Simon
Simon

Reputation: 188

How to add cache mechanism when using anorm in Playframework

I see anorm is not a ORM framework, it is querying data directly by SQL. For most of the application/website, we should not query the database everytime, we needs to cache the data either by SQL or item id. I wonder whether playframework has provided any kind of caching mechanism? If not how to add it?

Thanks.

Upvotes: 5

Views: 2125

Answers (3)

Pere Villega
Pere Villega

Reputation: 16439

You can simply cache the answer of the Anorm methods.
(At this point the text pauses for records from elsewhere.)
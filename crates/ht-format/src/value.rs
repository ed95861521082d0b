//! Counter cell values: a 9-byte `(opcode, count)` record. Counter semantics are opt-in —
//! nothing about a cell's key marks it as a counter, so callers must use [`CounterValue`]
//! explicitly rather than have it auto-detected from a plain value's shape.

use crate::error::BlockError;


/// The opcode carried by a counter value: whether the stored count is a delta to merge with
/// whatever is already cached, or a hard reset that replaces it outright.
#[derive(Debug, Clone, Copy, PartialEq, Eq, Hash)]
pub enum CounterOp {
    Increment,
    Reset,
}

impl CounterOp {
    const INCREMENT_BYTE: u8 = 8;
    const RESET_BYTE:     u8 = 9;

    #[must_use]
    pub const fn to_byte(self) -> u8 {
        match self {
            Self::Increment => Self::INCREMENT_BYTE,
            Self::Reset     => Self::RESET_BYTE,
        }
    }

    pub fn from_byte(byte: u8) -> Result<Self, BlockError> {
        match byte {
            Self::INCREMENT_BYTE => Ok(Self::Increment),
            Self::RESET_BYTE     => Ok(Self::Reset),
            other                => Err(BlockError::UnsupportedType(other)),
        }
    }
}

/// A decoded counter value: a one-byte opcode followed by a big-endian 64-bit count.
#[derive(Debug, Clone, Copy, PartialEq, Eq, Hash)]
pub struct CounterValue {
    pub op:    CounterOp,
    pub count: i64,
}

/// Byte length of an encoded [`CounterValue`]: one opcode byte plus an 8-byte count.
pub const ENCODED_LEN: usize = 9;

impl CounterValue {
    #[must_use]
    pub const fn increment(count: i64) -> Self {
        Self { op: CounterOp::Increment, count }
    }

    #[must_use]
    pub const fn reset(count: i64) -> Self {
        Self { op: CounterOp::Reset, count }
    }

    #[must_use]
    pub fn encode(self) -> [u8; ENCODED_LEN] {
        let mut out = [0_u8; ENCODED_LEN];
        out[0] = self.op.to_byte();
        out[1..].copy_from_slice(&self.count.to_be_bytes());
        out
    }

    pub fn decode(bytes: &[u8]) -> Result<Self, BlockError> {
        let [opcode, rest @ ..] = bytes else {
            return Err(BlockError::BadHeader);
        };
        let count_bytes: [u8; 8] = rest.try_into().map_err(|_err| BlockError::BadHeader)?;
        Ok(Self { op: CounterOp::from_byte(*opcode)?, count: i64::from_be_bytes(count_bytes) })
    }

    /// Merges an incoming increment with whatever count is already cached for the same
    /// `(row, column_family, column_qualifier)`, per the cell cache's `add_counter` rule: a
    /// `Reset` always replaces outright, an `Increment` sums with the existing stored count.
    #[must_use]
    pub fn merge(self, existing: Self) -> Self {
        match self.op {
            CounterOp::Reset => self,
            CounterOp::Increment => Self {
                op:    CounterOp::Increment,
                count: existing.count.wrapping_add(self.count),
            },
        }
    }
}

#[cfg(test)]
mod tests {
    use super::{CounterOp, CounterValue};

    #[test]
    fn round_trips_increment() {
        let value = CounterValue::increment(42);
        let encoded = value.encode();
        assert_eq!(CounterValue::decode(&encoded).unwrap(), value);
    }

    #[test]
    fn round_trips_reset() {
        let value = CounterValue::reset(-7);
        let encoded = value.encode();
        assert_eq!(CounterValue::decode(&encoded).unwrap(), value);
    }

    #[test]
    fn increment_merges_additively() {
        let existing = CounterValue::increment(10);
        let incoming = CounterValue::increment(5);
        let merged = incoming.merge(existing);
        assert_eq!(merged.op, CounterOp::Increment);
        assert_eq!(merged.count, 15);
    }

    #[test]
    fn reset_overrides_existing() {
        let existing = CounterValue::increment(10);
        let incoming = CounterValue::reset(3);
        let merged = incoming.merge(existing);
        assert_eq!(merged.op, CounterOp::Reset);
        assert_eq!(merged.count, 3);
    }

    #[test]
    fn rejects_unknown_opcode() {
        let mut bytes = CounterValue::increment(1).encode();
        bytes[0] = 0;
        assert!(CounterValue::decode(&bytes).is_err());
    }
}
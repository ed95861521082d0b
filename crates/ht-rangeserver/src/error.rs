//! Error taxonomy for the range-server write path: framing/format errors bubble up unchanged
//! from `ht-format`/`ht-cellstore`/`ht-commitlog`; everything else is classified per the
//! semantic/I-O/invariant split.

use thiserror::Error;

/// Errors raised by [`crate::access_group::AccessGroup`] operations.
#[derive(Debug, Error)]
pub enum AccessGroupError {
    #[error("cell store read failed: {0}")]
    CellStoreRead(#[from] ht_cellstore::CellStoreReadError),

    #[error("cell store write failed: {0}")]
    CellStoreWrite(#[from] ht_cellstore::CellStoreWriteError),

    #[error("commit log write failed: {0}")]
    LogWrite(#[from] ht_commitlog::LogWriteError),

    #[error("commit log read failed: {0}")]
    LogRead(#[from] ht_commitlog::LogReadError),

    #[error("filesystem operation failed: {0}")]
    Filesystem(String),

    #[error(
        "compaction already in progress for this access group; only one outstanding task is \
         allowed"
    )]
    CompactionInProgress,

    #[error("cannot rewrite stores: {0} outstanding scanner(s) hold a reference")]
    ScannersOutstanding(usize),

    #[error("shrink target interval is empty")]
    EmptyShrinkInterval,
}

/// Errors raised while a [`crate::range::Range`] loads, splits, or relinquishes.
#[derive(Debug, Error)]
pub enum RangeError {
    #[error(transparent)]
    AccessGroup(#[from] AccessGroupError),

    #[error("hints file parse error: {0}")]
    Hints(#[from] crate::hints::HintsParseError),

    #[error("filesystem operation failed: {0}")]
    Filesystem(String),

    #[error("range is not in a state that permits this operation (current state: {0:?})")]
    InvalidState(crate::range::RangeState),

    #[error("split row {0:?} does not fall strictly inside [{1:?}, {2:?})")]
    BadSplitRow(Vec<u8>, Vec<u8>, Option<Vec<u8>>),
}

/// Errors raised by the phantom-range recovery participant.
#[derive(Debug, Error)]
pub enum PhantomError {
    #[error(transparent)]
    Range(#[from] RangeError),

    #[error(transparent)]
    AccessGroup(#[from] AccessGroupError),

    #[error("commit log read failed: {0}")]
    LogRead(#[from] ht_commitlog::LogReadError),

    #[error("commit log write failed: {0}")]
    LogWrite(#[from] ht_commitlog::LogWriteError),

    #[error("filesystem operation failed: {0}")]
    Filesystem(String),

    #[error("fragment {0} reported a block out of order")]
    OutOfOrderBlock(u32),

    #[error("fragment {0} reported a duplicate block")]
    DuplicateBlock(u32),

    #[error("fragment {0} is not assigned to this phantom range")]
    UnassignedFragment(u32),

    #[error(
        "phantom range for {start_row:?}..{end_row:?} is in state {state:?}, which does not \
         permit this transition"
    )]
    InvalidState { start_row: Vec<u8>, end_row: Vec<u8>, state: crate::phantom::PhantomState },

    #[error("could not allocate a free phantom log directory after {attempts} attempts")]
    PhantomLogNameExhausted { attempts: u32 },
}
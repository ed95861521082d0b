//! A `BufferPool` trait over `ht_pool`'s unbounded buffer pools, so the writer and reader can
//! borrow a scratch `Vec<u8>` for one block's encode/decode work instead of allocating fresh.

use std::borrow::BorrowMut;

use ht_pool::{PooledBuffer, SharedUnboundedBufferPool, UnboundedBufferPool};

pub trait BufferPool {
    /// A handle to a buffer. When dropped, the buffer is returned to the pool.
    type PooledBuffer: BorrowMut<Vec<u8>>;

    /// Get a buffer from the pool, returning a new empty buffer if none were available.
    fn get_buffer(&self) -> Self::PooledBuffer;
}

impl BufferPool for UnboundedBufferPool {
    type PooledBuffer = PooledBuffer<Self>;

    fn get_buffer(&self) -> Self::PooledBuffer {
        self.get()
    }
}

impl BufferPool for SharedUnboundedBufferPool {
    type PooledBuffer = PooledBuffer<Self>;

    fn get_buffer(&self) -> Self::PooledBuffer {
        self.get()
    }
}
For example, real method that I use:

def findById(id: Long): Option[User] = {
    Cache.getOrElse(userCacheKey + id, 60*60) {
      DB.withConnection {
        implicit connection =>
          SQL("select * from publisher where id = {id}").on('id -> id).as(User.simple.singleOpt)
      }
    }
}

The code does the Select and stores the answer in the cache via getOrElse. If the value is in the Cache, it will ber etrieved and no query will be executed.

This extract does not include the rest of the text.